Data for this exercise —

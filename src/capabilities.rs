use crate::gl::{Gl, IntegerName, StringName};
use anyhow::Result;
use bevy::prelude::*;
use bitflags::bitflags;
use std::fmt::Write;

#[cfg(feature = "glow")]
use crate::gl::GlowGl;

bitflags! {
    /// The optional OpenGL features the terrain strategies depend on.
    #[derive(Clone, Copy, Debug, Default, PartialEq, Eq, Hash)]
    pub struct GlFeatures: u32 {
        const NON_POWER_OF_TWO_TEXTURES = 1 << 0;
        const VERTEX_BUFFER_OBJECTS = 1 << 1;
        const FLOAT_TEXTURES = 1 << 2;
    }
}

impl GlFeatures {
    const EXTENSIONS: [(&'static str, GlFeatures); 3] = [
        (
            "GL_ARB_texture_non_power_of_two",
            GlFeatures::NON_POWER_OF_TWO_TEXTURES,
        ),
        (
            "GL_ARB_vertex_buffer_object",
            GlFeatures::VERTEX_BUFFER_OBJECTS,
        ),
        ("GL_ARB_texture_float", GlFeatures::FLOAT_TEXTURES),
    ];
}

/// An immutable snapshot of what the graphics driver supports.
///
/// Created once by [`GlCapabilities::probe`] and shared by every strategy.
/// All queries are pure, a snapshot of a system without OpenGL answers all of them negatively.
#[derive(Clone, Debug, Default, PartialEq)]
pub struct GlCapabilities {
    available: bool,
    features: GlFeatures,
    extensions: Vec<String>,
    vendor: String,
    renderer: String,
    version: String,
    shading_language_version: Option<String>,
    max_texture_size: u32,
    max_draw_buffers: u32,
    max_vertex_texture_units: u32,
    max_texture_units: u32,
}

impl GlCapabilities {
    /// Creates a throwaway context, queries it and destroys it again.
    ///
    /// If the context cannot be created, the returned snapshot reports no OpenGL at all.
    pub fn probe<G, F>(create_context: F) -> Self
    where
        G: Gl,
        F: FnOnce() -> Result<G>,
    {
        match create_context() {
            Ok(context) => {
                let capabilities = Self::query(&context);
                drop(context);
                info!("OpenGL capabilities: {}", capabilities.summary());
                capabilities
            }
            Err(error) => {
                warn!("Could not create an OpenGL context, rendering is disabled: {error:#}");
                Self::unavailable()
            }
        }
    }

    /// Like [`GlCapabilities::probe`], for a throwaway context created through [`glow`].
    ///
    /// The context has to be current on this thread when `create_context` returns it.
    #[cfg(feature = "glow")]
    pub fn of_glow_context<F>(create_context: F) -> Self
    where
        F: FnOnce() -> Result<glow::Context>,
    {
        Self::probe(|| create_context().and_then(GlowGl::new))
    }

    /// Reads the capabilities of an existing context.
    pub fn query(gl: &dyn Gl) -> Self {
        let extensions: Vec<String> = gl
            .get_string(StringName::Extensions)
            .unwrap_or_default()
            .split_whitespace()
            .map(str::to_string)
            .collect();

        let features = GlFeatures::EXTENSIONS
            .iter()
            .filter(|(name, _)| extensions.iter().any(|extension| extension == name))
            .fold(GlFeatures::empty(), |features, (_, feature)| {
                features | *feature
            });

        let integer = |name| gl.get_integer(name).max(0) as u32;

        Self {
            available: true,
            features,
            vendor: gl.get_string(StringName::Vendor).unwrap_or_default(),
            renderer: gl.get_string(StringName::Renderer).unwrap_or_default(),
            version: gl.get_string(StringName::Version).unwrap_or_default(),
            shading_language_version: gl.get_string(StringName::ShadingLanguageVersion),
            max_texture_size: integer(IntegerName::MaxTextureSize),
            max_draw_buffers: integer(IntegerName::MaxDrawBuffers),
            max_vertex_texture_units: integer(IntegerName::MaxVertexTextureImageUnits),
            max_texture_units: integer(IntegerName::MaxTextureImageUnits),
            extensions,
        }
    }

    pub fn unavailable() -> Self {
        Self::default()
    }

    pub fn has_opengl(&self) -> bool {
        self.available
    }

    pub fn features(&self) -> GlFeatures {
        self.features
    }

    pub fn has_extension(&self, name: &str) -> bool {
        self.extensions.iter().any(|extension| extension == name)
    }

    pub fn has_non_power_of_two_textures(&self) -> bool {
        self.features.contains(GlFeatures::NON_POWER_OF_TWO_TEXTURES)
    }

    pub fn has_vertex_buffer_objects(&self) -> bool {
        self.features.contains(GlFeatures::VERTEX_BUFFER_OBJECTS)
    }

    pub fn has_float_textures(&self) -> bool {
        self.features.contains(GlFeatures::FLOAT_TEXTURES)
    }

    /// Parses `major.minor` from the start of the version string.
    pub fn version(&self) -> Option<(u32, u32)> {
        parse_version(&self.version)
    }

    pub fn has_version_at_least(&self, major: u32, minor: u32) -> bool {
        self.version()
            .is_some_and(|version| version >= (major, minor))
    }

    pub fn vendor(&self) -> &str {
        &self.vendor
    }

    pub fn renderer(&self) -> &str {
        &self.renderer
    }

    pub fn version_string(&self) -> &str {
        &self.version
    }

    pub fn shading_language_version(&self) -> Option<&str> {
        self.shading_language_version.as_deref()
    }

    pub fn max_texture_size(&self) -> u32 {
        self.max_texture_size
    }

    pub fn max_draw_buffers(&self) -> u32 {
        self.max_draw_buffers
    }

    pub fn max_vertex_texture_units(&self) -> u32 {
        self.max_vertex_texture_units
    }

    pub fn max_texture_units(&self) -> u32 {
        self.max_texture_units
    }

    /// Whether an image of this size can be uploaded as a texture.
    /// Without support for non power of two textures both sides must be powers of two.
    pub fn supports_texture_dimensions(&self, width: u32, height: u32) -> bool {
        let fits = width <= self.max_texture_size && height <= self.max_texture_size;
        let pot = self.has_non_power_of_two_textures()
            || (width.is_power_of_two() && height.is_power_of_two());

        self.available && fits && pot
    }

    pub fn summary(&self) -> String {
        if !self.available {
            return "OpenGL not available".into();
        }

        let mut summary = format!("{} {} (OpenGL {}", self.vendor, self.renderer, self.version);
        if let Some(glsl) = &self.shading_language_version {
            let _ = write!(summary, ", GLSL {glsl}");
        }
        let _ = write!(
            summary,
            "), max texture size {}, draw buffers {}, vertex texture units {}, texture units {}, features {:?}",
            self.max_texture_size,
            self.max_draw_buffers,
            self.max_vertex_texture_units,
            self.max_texture_units,
            self.features
        );
        summary
    }
}

/// Extracts `(major, minor)` from an OpenGL version string like `"2.1.0 NVIDIA 470.1"`.
pub fn parse_version(version: &str) -> Option<(u32, u32)> {
    let number = version.split_whitespace().next()?;
    let mut parts = number.split('.');
    let major = parts.next()?.parse().ok()?;
    let minor = parts
        .next()?
        .chars()
        .take_while(char::is_ascii_digit)
        .collect::<String>()
        .parse()
        .ok()?;

    Some((major, minor))
}
//! The geometry strategies that turn a [`HeightGrid`] into draw calls.
//!
//! Three interchangeable strategies share the [`TerrainModel`] interface:
//! - [`ShaderModel`] stores the elevations in a float texture and reconstructs the surface
//!   in a vertex shader, so that only grid indices are uploaded,
//! - [`VboModel`] uploads positions and normals into vertex buffers,
//! - [`DisplayListModel`] compiles immediate mode strips and runs on any OpenGL 1.1 driver.
//!
//! The viewer picks the first strategy of [`ModelKind::FALLBACK_CHAIN`] the driver can run
//! and walks down the chain when a strategy fails while rendering.
//!
//! All strategies tessellate lazily: [`TerrainModel::set_model`] only stores the grid,
//! the GPU resources are built by the next [`TerrainModel::load_model`] inside a frame.

use crate::{
    capabilities::GlCapabilities,
    error::ReliefResult,
    gl::Gl,
    grid::HeightGrid,
    texture::{HeightMapper, Texture},
};
use bevy::prelude::*;
use derive_more::derive::Display;
use serde::{Deserialize, Serialize};

pub mod display_list;
pub mod patches;
pub mod shader_model;
pub mod vbo;

pub use display_list::DisplayListModel;
pub use patches::{Patch, PatchLayout};
pub use shader_model::ShaderModel;
pub use vbo::VboModel;

#[derive(Clone, Copy, Debug, PartialEq, Eq, Hash, Display, Serialize, Deserialize)]
pub enum ModelKind {
    #[display("shader model")]
    Shader,
    #[display("vertex buffer model")]
    Vbo,
    #[display("display list model")]
    DisplayList,
}

impl ModelKind {
    /// The strategies, from the most to the least capable.
    pub const FALLBACK_CHAIN: [ModelKind; 3] =
        [ModelKind::Shader, ModelKind::Vbo, ModelKind::DisplayList];

    pub fn can_run(self, capabilities: &GlCapabilities) -> bool {
        match self {
            ModelKind::Shader => ShaderModel::supported(capabilities),
            ModelKind::Vbo => VboModel::supported(capabilities),
            ModelKind::DisplayList => DisplayListModel::supported(capabilities),
        }
    }

    pub fn create(self, capabilities: &GlCapabilities) -> Box<dyn TerrainModel> {
        let core = ModelCore::new(capabilities.clone());
        match self {
            ModelKind::Shader => Box::new(ShaderModel::new(core)),
            ModelKind::Vbo => Box::new(VboModel::new(core)),
            ModelKind::DisplayList => Box::new(DisplayListModel::new(core)),
        }
    }

    /// The strategies weaker than this one, in fallback order.
    pub fn weaker(self) -> impl Iterator<Item = ModelKind> {
        Self::FALLBACK_CHAIN
            .into_iter()
            .skip_while(move |kind| *kind != self)
            .skip(1)
    }

    /// The most capable strategy the driver runs, starting at `preferred`.
    pub fn best(capabilities: &GlCapabilities, preferred: Option<ModelKind>) -> ModelKind {
        let start = preferred.unwrap_or(ModelKind::Shader);

        std::iter::once(start)
            .chain(start.weaker())
            .find(|kind| kind.can_run(capabilities))
            .unwrap_or(ModelKind::DisplayList)
    }
}

/// The state all strategies share.
pub struct ModelCore {
    capabilities: GlCapabilities,
    grid: Option<HeightGrid>,
    mapper: HeightMapper,
    pub(crate) initialized: bool,
    /// The byte budget of a patch vertex buffer.
    pub(crate) buffer_budget: usize,
}

impl ModelCore {
    pub fn new(capabilities: GlCapabilities) -> Self {
        Self {
            capabilities,
            grid: None,
            mapper: HeightMapper::default(),
            initialized: false,
            buffer_budget: patches::VERTEX_BUFFER_BUDGET,
        }
    }

    pub fn capabilities(&self) -> &GlCapabilities {
        &self.capabilities
    }

    pub fn grid(&self) -> Option<&HeightGrid> {
        self.grid.as_ref()
    }

    pub fn mapper(&self) -> &HeightMapper {
        &self.mapper
    }

    pub fn is_initialized(&self) -> bool {
        self.initialized
    }

    fn set_model(&mut self, grid: HeightGrid, mut mapper: HeightMapper) -> ReliefResult<()> {
        grid.check_displayable()?;
        mapper.init(&grid)?;

        self.grid = Some(grid);
        self.mapper = mapper;
        self.initialized = false;
        Ok(())
    }

    /// Whether 1D texture coordinates have to be stored per vertex,
    /// because they are not proportional to the elevation.
    fn needs_texture_coordinates(&self, texture: &Texture) -> bool {
        texture.is_1d() && !self.mapper.is_linear()
    }
}

/// Turns a height grid into GPU resources and draw calls.
pub trait TerrainModel {
    fn kind(&self) -> ModelKind;

    fn core(&self) -> &ModelCore;

    fn core_mut(&mut self) -> &mut ModelCore;

    /// Whether the driver supports this strategy.
    fn can_run(&self) -> bool {
        self.kind().can_run(self.core().capabilities())
    }

    /// Whether this strategy can display the grid with the limits of the driver.
    fn can_display(&self, grid: &HeightGrid) -> ReliefResult<()> {
        grid.check_displayable()
    }

    /// Stores the grid and invalidates the geometry, nothing is uploaded until the next `load_model`.
    fn set_model(&mut self, grid: HeightGrid, mapper: HeightMapper) -> ReliefResult<()> {
        self.can_display(&grid)?;
        self.core_mut().set_model(grid, mapper)
    }

    /// Tessellates the grid and uploads it, unless the uploaded geometry is still valid.
    fn load_model(&mut self, gl: &mut dyn Gl, texture: &Texture) -> ReliefResult<()>;

    fn draw(&mut self, gl: &mut dyn Gl, texture: &Texture, shading: bool, fog: bool)
        -> ReliefResult<()>;

    /// Deletes all GPU resources, calling it again is a no-op.
    fn release_model(&mut self, gl: &mut dyn Gl);

    /// Forces a new tessellation, as vertex attributes may depend on the texture.
    fn texture_changed(&mut self) {
        self.core_mut().initialized = false;
    }

    fn grid(&self) -> Option<&HeightGrid> {
        self.core().grid()
    }

    /// Whether the plan oblique shear is applied by the strategy instead of the modelview matrix.
    fn shears_in_shader(&self) -> bool {
        false
    }

    fn set_shearing(&mut self, _shear: Vec2) {}
}

/// The normal of a vertex from the finite differences to its right and lower neighbours.
/// Elevations are in cells, void neighbours yield an upright normal.
#[inline]
pub fn surface_normal(z00: f32, z01: f32, z10: f32) -> Vec3 {
    let dx = z00 - z01;
    let dy = z00 - z10;
    if dx.is_nan() || dy.is_nan() {
        return Vec3::Z;
    }

    let inverse_length = 1.0 / (dx * dx + dy * dy + 1.0).sqrt();
    Vec3::new(dx, dy, 1.0) * inverse_length
}

/// The position of a grid vertex in the unit box, elevations start at zero.
#[inline]
pub fn grid_vertex(grid: &HeightGrid, row: usize, col: usize) -> Vec3 {
    let scale = grid.unit_scale();
    Vec3::new(
        col as f32 * scale,
        row as f32 * scale,
        grid.relative_elevation(row, col) * scale,
    )
}

/// The normal of a grid vertex, neighbours are clamped at the border.
pub fn grid_normal(grid: &HeightGrid, row: usize, col: usize) -> Vec3 {
    let right = (col + 1).min(grid.cols() - 1);
    let below = (row + 1).min(grid.rows() - 1);

    surface_normal(
        grid.relative_elevation(row, col),
        grid.relative_elevation(row, right),
        grid.relative_elevation(below, col),
    )
}

#[cfg(test)]
mod tests {
    use super::*;
    use crate::gl::headless::{HeadlessGl, HeadlessInfo};
    use itertools::Itertools;
    use ndarray::Array2;
    use rand::Rng;

    fn capabilities(info: HeadlessInfo) -> GlCapabilities {
        GlCapabilities::query(&HeadlessGl::new(info))
    }

    #[test]
    fn fallback_chain_follows_capability_tiers() {
        let modern = capabilities(HeadlessInfo::opengl_2_1());
        let buffers = capabilities(HeadlessInfo::opengl_1_5());
        let legacy = capabilities(HeadlessInfo::opengl_1_1());
        let core = capabilities(HeadlessInfo::opengl_2_1().with_version("3.2.0"));

        assert_eq!(ModelKind::best(&modern, None), ModelKind::Shader);
        assert_eq!(ModelKind::best(&buffers, None), ModelKind::Vbo);
        assert_eq!(ModelKind::best(&legacy, None), ModelKind::DisplayList);
        assert_eq!(ModelKind::best(&core, Some(ModelKind::Vbo)), ModelKind::DisplayList);
        assert_eq!(
            ModelKind::best(&GlCapabilities::unavailable(), None),
            ModelKind::DisplayList
        );
        assert_eq!(
            ModelKind::best(&modern, Some(ModelKind::Vbo)),
            ModelKind::Vbo
        );

        assert_eq!(
            ModelKind::Shader.weaker().collect_vec(),
            vec![ModelKind::Vbo, ModelKind::DisplayList]
        );
        assert_eq!(ModelKind::DisplayList.weaker().next(), None);
    }

    #[test]
    fn flat_surfaces_have_upright_normals() {
        assert_eq!(surface_normal(5.0, 5.0, 5.0), Vec3::Z);
        assert_eq!(surface_normal(f32::NAN, 5.0, 5.0), Vec3::Z);

        let normal = surface_normal(1.0, 0.0, 1.0);
        assert!((normal.length() - 1.0).abs() < 1e-6);
        assert!(normal.x > 0.0 && normal.y == 0.0);
    }

    fn distinct(positions: impl Iterator<Item = Vec3>) -> (usize, Vec3, Vec3) {
        let positions = positions.collect_vec();
        let count = positions
            .iter()
            .map(|p| p.to_array().map(f32::to_bits))
            .unique()
            .count();
        let min = positions.iter().fold(Vec3::INFINITY, |a, b| a.min(*b));
        let max = positions.iter().fold(Vec3::NEG_INFINITY, |a, b| a.max(*b));
        (count, min, max)
    }

    fn floats(bytes: &[u8]) -> Vec<f32> {
        bytes
            .chunks_exact(4)
            .map(|chunk| f32::from_ne_bytes([chunk[0], chunk[1], chunk[2], chunk[3]]))
            .collect()
    }

    #[test]
    fn display_list_and_vbo_emit_the_same_surface() {
        let mut rng = rand::rng();
        let capabilities = capabilities(HeadlessInfo::opengl_1_5());

        for (rows, cols) in [(2, 2), (7, 3), (4, 11), (23, 17)] {
            let values = Array2::from_shape_fn((rows, cols), |_| rng.random_range(-50.0..900.0));
            let grid = HeightGrid::new(values, 30.0).unwrap();
            let texture = Texture::new();

            let mut gl = HeadlessGl::new(HeadlessInfo::opengl_1_5());
            let mut display_list = DisplayListModel::new(ModelCore::new(capabilities.clone()));
            display_list
                .set_model(grid.clone(), HeightMapper::linear())
                .unwrap();
            display_list.load_model(&mut gl, &texture).unwrap();
            let list = display_list.surface_list().unwrap();
            let surface = distinct(
                gl.list_contents(list)
                    .unwrap()
                    .iter()
                    .flat_map(|primitive| primitive.vertices.iter().copied()),
            );
            display_list.release_model(&mut gl);

            let mut vbo = VboModel::new(ModelCore::new(capabilities.clone()));
            vbo.core_mut().buffer_budget = 12 * cols * 3;
            vbo.set_model(grid.clone(), HeightMapper::linear()).unwrap();
            vbo.load_model(&mut gl, &texture).unwrap();
            let buffers = vbo
                .position_buffers()
                .map(|buffer| floats(gl.buffer_contents(buffer).unwrap()))
                .collect_vec();
            let buffered = distinct(
                buffers
                    .iter()
                    .flat_map(|floats| floats.chunks_exact(3).map(Vec3::from_slice)),
            );
            vbo.release_model(&mut gl);

            assert_eq!(surface.0, rows * cols, "{rows}x{cols}");
            assert_eq!(surface, buffered, "{rows}x{cols}");
            assert_eq!(gl.live_handles(), 0);
        }
    }
}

Your assignment — Your answer must be every line from the listing above that holds the string "Deserialize".

Response to the task —
use serde::{Deserialize, Serialize};
#[derive(Clone, Copy, Debug, PartialEq, Eq, Hash, Display, Serialize, Deserialize)]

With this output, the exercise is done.